Many thanks. Having not seen the badge in question myself I have passed on your SSM lead to my friend at the museum. Meanwhile I have received another email from a BIship acquaintance which refutes the trident/seahorse motif as being the cap badge of SSM. This email was accompanied by a colour image of a cap badge showing the letter H (for Hogarth) and L (for Lyle) on a blue flag, with red horizontal bands above and below. This badge is labelled by the owner as being that of Scottish Ship Management

I have emailed the "webmaster" at the SSM website and hope to get a positive reply. (I am wondering if each badge is authentic but was in use at different periods of SSM existence.......in another organisation of which I am a trustee, in the past 18 years both the name and logo has changed three times, and the corporate tie has changed four times!)

Thanks again

Tom


----------



## oceangoer (Jan 3, 2008)

tom e kelso said:


> The Scottish Maritime Museum display of MN cap badges. There is one that has not been identified. The badge is of the usual gold wire type and has a sea horse (standing on its tail!) as the central log, over which are the prongs of a trident(in the place of the Tudor crown in the MN badge)


A picture would help.


----------



## tom e kelso (May 1, 2005)

The (seahorse with trident) cap badge has now been confirmed as that of the erstwhile Scottish Ship Management Co.
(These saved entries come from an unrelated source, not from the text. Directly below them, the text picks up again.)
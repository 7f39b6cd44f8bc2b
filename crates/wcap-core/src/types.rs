//! Core data types for a capture cycle

use chrono::{NaiveDate, NaiveDateTime, NaiveTime, Timelike};
use image::codecs::jpeg::JpegEncoder;
use image::{DynamicImage, ImageResult, RgbImage, RgbaImage};
use serde::{Deserialize, Serialize};
use std::collections::BTreeMap;

use crate::Location;

/// Timestamp type (Unix epoch seconds)
pub type Timestamp = i64;

/// Displayed in place of a sunrise/sunset time the provider did not return
pub const TIME_SENTINEL: &str = "--:--";

/// One location's weather snapshot.
///
/// Display fields never go missing: absent times degrade to
/// [`TIME_SENTINEL`] and an unknown day length to an empty string, so
/// consumers can format them without checks.
#[derive(Debug, Clone, Serialize, Deserialize, PartialEq)]
pub struct WeatherReading {
    pub location: Location,

    /// Current temperature, rounded to one decimal place
    #[serde(rename = "temperature", default)]
    pub temperature_c: f64,

    /// Local sunrise time as `HH:MM`
    pub sunrise: String,

    /// Local sunset time as `HH:MM`
    pub sunset: String,

    /// `"{H}h {M}m"`, or empty when either end of the day is unknown
    pub day_length: String,

    /// When the reading was fetched
    #[serde(default)]
    pub observed_at: Timestamp,

    /// Raw ISO-8601 local date-time from the provider
    #[serde(rename = "sunrise_datetime", default)]
    pub sunrise_iso: String,

    #[serde(rename = "sunset_datetime", default)]
    pub sunset_iso: String,
}

/// Readings keyed by location; zero, one or two entries
pub type Readings = BTreeMap<Location, WeatherReading>;

/// Where a raw frame was captured from
#[derive(Debug, Clone, Copy, PartialEq, Eq, Serialize, Deserialize)]
#[serde(rename_all = "snake_case")]
pub enum FrameSource {
    /// Tight crop of the embedded player element
    PlayerElement,
    /// Whole browser viewport
    Viewport,
}

/// Decoded screenshot produced by one capture attempt
#[derive(Debug, Clone)]
pub struct RawFrame {
    pub image: RgbaImage,
    pub source: FrameSource,
}

impl RawFrame {
    pub fn new(image: RgbaImage, source: FrameSource) -> Self {
        Self { image, source }
    }

    /// Decode an encoded screenshot (PNG from the browser)
    pub fn decode(bytes: &[u8], source: FrameSource) -> ImageResult<Self> {
        let image = image::load_from_memory(bytes)?.to_rgba8();
        Ok(Self { image, source })
    }

    pub fn width(&self) -> u32 {
        self.image.width()
    }

    pub fn height(&self) -> u32 {
        self.image.height()
    }
}

/// Compositor output handed to persistence
#[derive(Debug, Clone)]
pub struct CaptureArtifact {
    pub image: RgbImage,
    pub width: u32,
    pub height: u32,

    /// Readings drawn onto the image (possibly empty)
    pub readings: Readings,

    /// False when the artifact is the raw frame kept after a failed overlay
    pub overlay_applied: bool,
}

impl CaptureArtifact {
    pub fn new(image: RgbImage, readings: Readings, overlay_applied: bool) -> Self {
        let (width, height) = image.dimensions();
        Self {
            image,
            width,
            height,
            readings,
            overlay_applied,
        }
    }

    /// Degraded artifact: the raw frame without any overlay
    pub fn from_raw(frame: RawFrame, readings: Readings) -> Self {
        let image = DynamicImage::ImageRgba8(frame.image).to_rgb8();
        Self::new(image, readings, false)
    }

    pub fn encode_jpeg(&self, quality: u8) -> ImageResult<Vec<u8>> {
        let mut buf = Vec::new();
        JpegEncoder::new_with_quality(&mut buf, quality).encode_image(&self.image)?;
        Ok(buf)
    }
}

/// A finished capture as the persistence collaborators see it
#[derive(Debug, Clone)]
pub struct CaptureRecord {
    /// Local wall-clock time of the capture, truncated to whole seconds
    pub captured_at: NaiveDateTime,
    pub image: Vec<u8>,
    pub image_format: String,
    pub width: u32,
    pub height: u32,
    pub readings: Readings,
}

impl CaptureRecord {
    pub fn from_artifact(artifact: &CaptureArtifact, captured_at: NaiveDateTime, jpeg: Vec<u8>) -> Self {
        let captured_at = captured_at.with_nanosecond(0).unwrap_or(captured_at);
        Self {
            captured_at,
            image: jpeg,
            image_format: "jpeg".to_string(),
            width: artifact.width,
            height: artifact.height,
            readings: artifact.readings.clone(),
        }
    }

    pub fn capture_date(&self) -> NaiveDate {
        self.captured_at.date()
    }

    pub fn capture_time(&self) -> NaiveTime {
        self.captured_at.time()
    }

    pub fn reading(&self, location: Location) -> Option<&WeatherReading> {
        self.readings.get(&location)
    }
}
Some confusion arose as SSM in the earlier years of its existence had a cap badge on which was a flag with the letters H and L (for Hogarth and Lyle) superimposed

Many thanks for your interest.

Tom


----------



## Ian6 (Feb 1, 2006)

Tom
I sailed with Trident in their early days, the cap badge was a trident superimposed on a P&O houseflag, no seahorses at all.
Regards
Ian


----------



## Tony Catesby (Apr 19, 2008)

*Cap badges*

On the subject of cap badges - has any one any suggestions for cleaning a gold wired badge that has stood the ravages of time please ??


----------



## onestar (Apr 12, 2008)

*Cleaning gold wire badges*



Tony Catesby said:


> On the subject of cap badges - has any one any suggestions for cleaning a gold wired badge that has stood the ravages of time please ??


White toothpaste! Wet badge liberally with fresh water and apply toothpaste, scrub gently in a circular motion with a toothbrush. Rinse under a running tap using the toothbrush to get all the paste out. Allow to dry naturally.

It makes the badge look almost new, but of course cannot repair any inherent damage.

Onestar 20 April 2008


----------